探偵 神宮寺三郎「夢の終わりに」

短評

 「ファミコン探偵倶楽部」とは対極の位置にある名作。ジャケ買いしても損はない。

総評

 神宮寺三郎シリーズ第六作。「未完のルポ」のレビューで書いたとおり、兄に薦められて買ったものです。一年以上たってるのになかなか値段がさがらなくて二の足を踏んでたんですけど、もうこれ以上は下がらないだろうと思って、2,980 で手を打つことにしました。ちなみに、その日「黒の剣」は売りきれていました。そこはかとなく嬉しかったり。

 システム的には相変わらずのコマンド選択式です。それと、「未完のルポ」から採用されているザッピング。今回は神宮寺、洋子、熊野というお決まりのメンバー+美貴(被害者の妹)という4つの視点でストーリーが展開します。与野のジャーナリストとしての視点は好きだったんだけどなあ。オレが叩いた尾行モードはなくなりました。その代わり、現場検証などの時の捜索モード、および最近の推理 ADV で流行の推理モードが追加されています。まあ、話をうまい具合にまとめてくれる推理モードはともかく、捜索モードの方は存在意義に疑問符がつきますけれども。

 さてさて、要するにシステム面では特に見るものもないといってしまえるわけなんですが、「未完のルポ」で SFC 級と切り捨ててしまえた演出面が桁違いに強化されています。「未完のルポ」がアレだったんで、あんまり期待せずに電源を入れたんですが、オープニングデモが始まった瞬間、期待をはるかに超えるできであることが判明。

 このムービー、神宮寺が銃を撃つシーンを描いたもので、「ん?」と思わせるものがあるんですが(でもゲーム始めるまで洋子だと気付かなかった…この人顔と髪型変わりすぎ)、本編中にこういうシーンがあるんかなあと思いつつ始めると、いきなり「神宮寺が見ている夢だった」ということがわかります。でも、本作のタイトルは「夢の終わりに」ということで、この夢がゲームのクライマックスで絡んできます。

 ストーリー的には麻薬を扱ったものなんですが、もっと根本的なところをつくと、犯人を含む登場人物たち、ひいてはあるゆる人々が描いている「夢」と、その終わりに何を見るのかというものをテーマにしたものと言えます。話の進め方も非常にテンポがいいし、その展開もうまい。ちょっとネタバレを避けつつ例をあげます。神宮寺が犯人を追って山中湖の調査をする一日があります。このシーン、どう進めてもなんの手がかりも得られません。次の日、もっともおそれていた事態が発生します。その少し前に語られる思い出話のこともあって、ものすごくオレに不安感を与えてくれました。「ゲームなんだし」とか「薫殿理論があるだろ?」とか理性では分かっているんですけど、「シリーズで始めて語られるころの話」→「調査失敗」という流れが不安をかきたてるんです。久しぶりにゲームのストーリーを冷めた目で見ていないオレがそこにはいました。

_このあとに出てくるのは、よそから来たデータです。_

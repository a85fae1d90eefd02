//! GBS — GPS satellite fault detection (RAIM).

use heapless::Vec;

use crate::error::Error;
use crate::fixed::Fixed;
use crate::record::{Talker, Time};
use crate::sentences::field;
use crate::tokenizer::{parse_fixedpoint, parse_time, parse_uint};

const MAX_FIELDS: usize = 8;

/// `$--GBS,time,lat_err,lon_err,alt_err,failed_sat,prob,bias,bias_sd*hh`
#[cfg_attr(feature = "serde", derive(serde::Serialize, serde::Deserialize))]
#[cfg_attr(feature = "defmt", derive(defmt::Format))]
#[derive(Debug, Clone, PartialEq)]
pub struct GbsData {
    pub time: Time,
    pub lat_error_m: Fixed,
    pub lon_error_m: Fixed,
    pub alt_error_m: Fixed,
    pub failed_satellite_prn: Option<u8>,
    pub missed_detection_probability: Fixed,
    pub bias_estimate_m: Fixed,
    pub bias_std_dev_m: Fixed,
}

pub fn decode(_talker: Talker, data: &[u8]) -> Result<GbsData, Error> {
    let fields: Vec<&[u8], MAX_FIELDS> = crate::tokenizer::tokenize(data);
    if fields.len() < 8 {
        return Err(Error::TooFewFields);
    }

    Ok(GbsData {
        time: parse_time(field(&fields, 0)).unwrap_or_default(),
        lat_error_m: parse_fixedpoint(field(&fields, 1)).unwrap_or(Fixed::NONE),
        lon_error_m: parse_fixedpoint(field(&fields, 2)).unwrap_or(Fixed::NONE),
        alt_error_m: parse_fixedpoint(field(&fields, 3)).unwrap_or(Fixed::NONE),
        failed_satellite_prn: parse_uint(field(&fields, 4)).map(|v| v as u8),
        missed_detection_probability: parse_fixedpoint(field(&fields, 5)).unwrap_or(Fixed::NONE),
        bias_estimate_m: parse_fixedpoint(field(&fields, 6)).unwrap_or(Fixed::NONE),
        bias_std_dev_m: parse_fixedpoint(field(&fields, 7)).unwrap_or(Fixed::NONE),
    })
}

#[cfg(test)]
mod tests {
    use super::*;
    use pretty_assertions::assert_eq;

    #[test]
    fn decodes_error_estimates() {
        let data = b",1.4,1.0,3.2,,0.0,,";
        let gbs = decode(Talker::Gps, data).unwrap();
        assert_eq!(gbs.lat_error_m, Fixed::new(14, 10));
        assert_eq!(gbs.alt_error_m, Fixed::new(32, 10));
        assert_eq!(gbs.failed_satellite_prn, None);
    }

    #[test]
    fn too_few_fields_is_an_error() {
        let data = b",1.4,1.0,3.2,,0.0,";
        assert_eq!(decode(Talker::Gps, data), Err(Error::TooFewFields));
    }
}
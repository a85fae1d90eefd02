//! Per-sentence field decoders.
//!
//! Each decoder tokenizes its data slice (the bytes after `"$TTSSS,"`) into a
//! fixed-capacity array of fields and reads them by position. A field that
//! fails to parse is left at its zero/invalid default rather than failing the
//! whole decoder — only an overall field-count shortfall is an error.

mod ais;
mod gbs;
mod gga;
mod gll;
mod gns;
mod gsa;
mod gst;
mod gsv;
mod rmc;
mod vtg;
mod zda;

pub use ais::AisData;
pub use gbs::GbsData;
pub use gga::GgaData;
pub use gll::GllData;
pub use gns::GnsData;
pub use gsa::GsaData;
pub use gst::GstData;
pub use gsv::GsvData;
pub use rmc::RmcData;
pub use vtg::VtgData;
pub use zda::ZdaData;

use heapless::Vec;

use crate::error::Error;
use crate::record::{Payload, SentenceType, Talker};

/// Dispatches a tokenized sentence body to the decoder matching `sentence_type`.
pub(crate) fn decode(
    sentence_type: SentenceType,
    talker: Talker,
    data: &[u8],
) -> Result<Payload, Error> {
    match sentence_type {
        SentenceType::RMC => rmc::decode(talker, data).map(Payload::Rmc),
        SentenceType::GGA => gga::decode(talker, data).map(Payload::Gga),
        SentenceType::GNS => gns::decode(talker, data).map(Payload::Gns),
        SentenceType::GSA => gsa::decode(talker, data).map(Payload::Gsa),
        SentenceType::GSV => gsv::decode(talker, data).map(Payload::Gsv),
        SentenceType::VTG => vtg::decode(talker, data).map(Payload::Vtg),
        SentenceType::GLL => gll::decode(talker, data).map(Payload::Gll),
        SentenceType::ZDA => zda::decode(talker, data).map(Payload::Zda),
        SentenceType::GBS => gbs::decode(talker, data).map(Payload::Gbs),
        SentenceType::GST => gst::decode(talker, data).map(Payload::Gst),
        SentenceType::VDM | SentenceType::VDO => ais::decode(talker, data).map(Payload::Ais),
        SentenceType::None => Err(Error::Unsupported),
    }
}

/// Returns field `idx`, or an empty slice if the field was not present at
/// all (as opposed to present-but-empty, which tokenizes to `b""` too — the
/// two are indistinguishable here by design, matching optional trailing
/// NMEA fields that receivers commonly omit outright).
pub(crate) fn field<'a, const N: usize>(fields: &Vec<&'a [u8], N>, idx: usize) -> &'a [u8] {
    fields.get(idx).copied().unwrap_or(b"")
}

 全体的に見て、ジャケットに書かれているとおり、「新生神宮寺」です。これまでのシリーズもゲームとして水準以上の出来ではあるんですが、「夢の終わりに」はスケールが桁違いに大きくなっています。「夢の終わりに朝が来る。ただ、それだけのことなのかもしれない」というエンディングでの言葉を借りるとすれば、「中央公園殺人事件」〜「未完のルポ」まで見ていた「ゲーム」という「夢」がようやくここに終わったのかもしれません。そんな感想を覚えた「夢の終わりに」でした。

 蛇足ですが、音楽関係も相当なもんです。ジャズとゲームミュージックを7:3で混ぜて適度に水で割った感じ。うまいこと薄められているのでBGMとして耳につきません。洋子編のピアノトリオなんか結構いい味が出てると思うんだけど、どんなもんでしょうね。あと、ゲームに主題歌を持たせることに批判的なオレが、珍しくあってよかったと思う主題歌「真昼の三日月」でした。「ナイツ」以来かな、ゲームの歌がいいなと思ったの。「Eyes On Me」はオレ日本人だから脚下。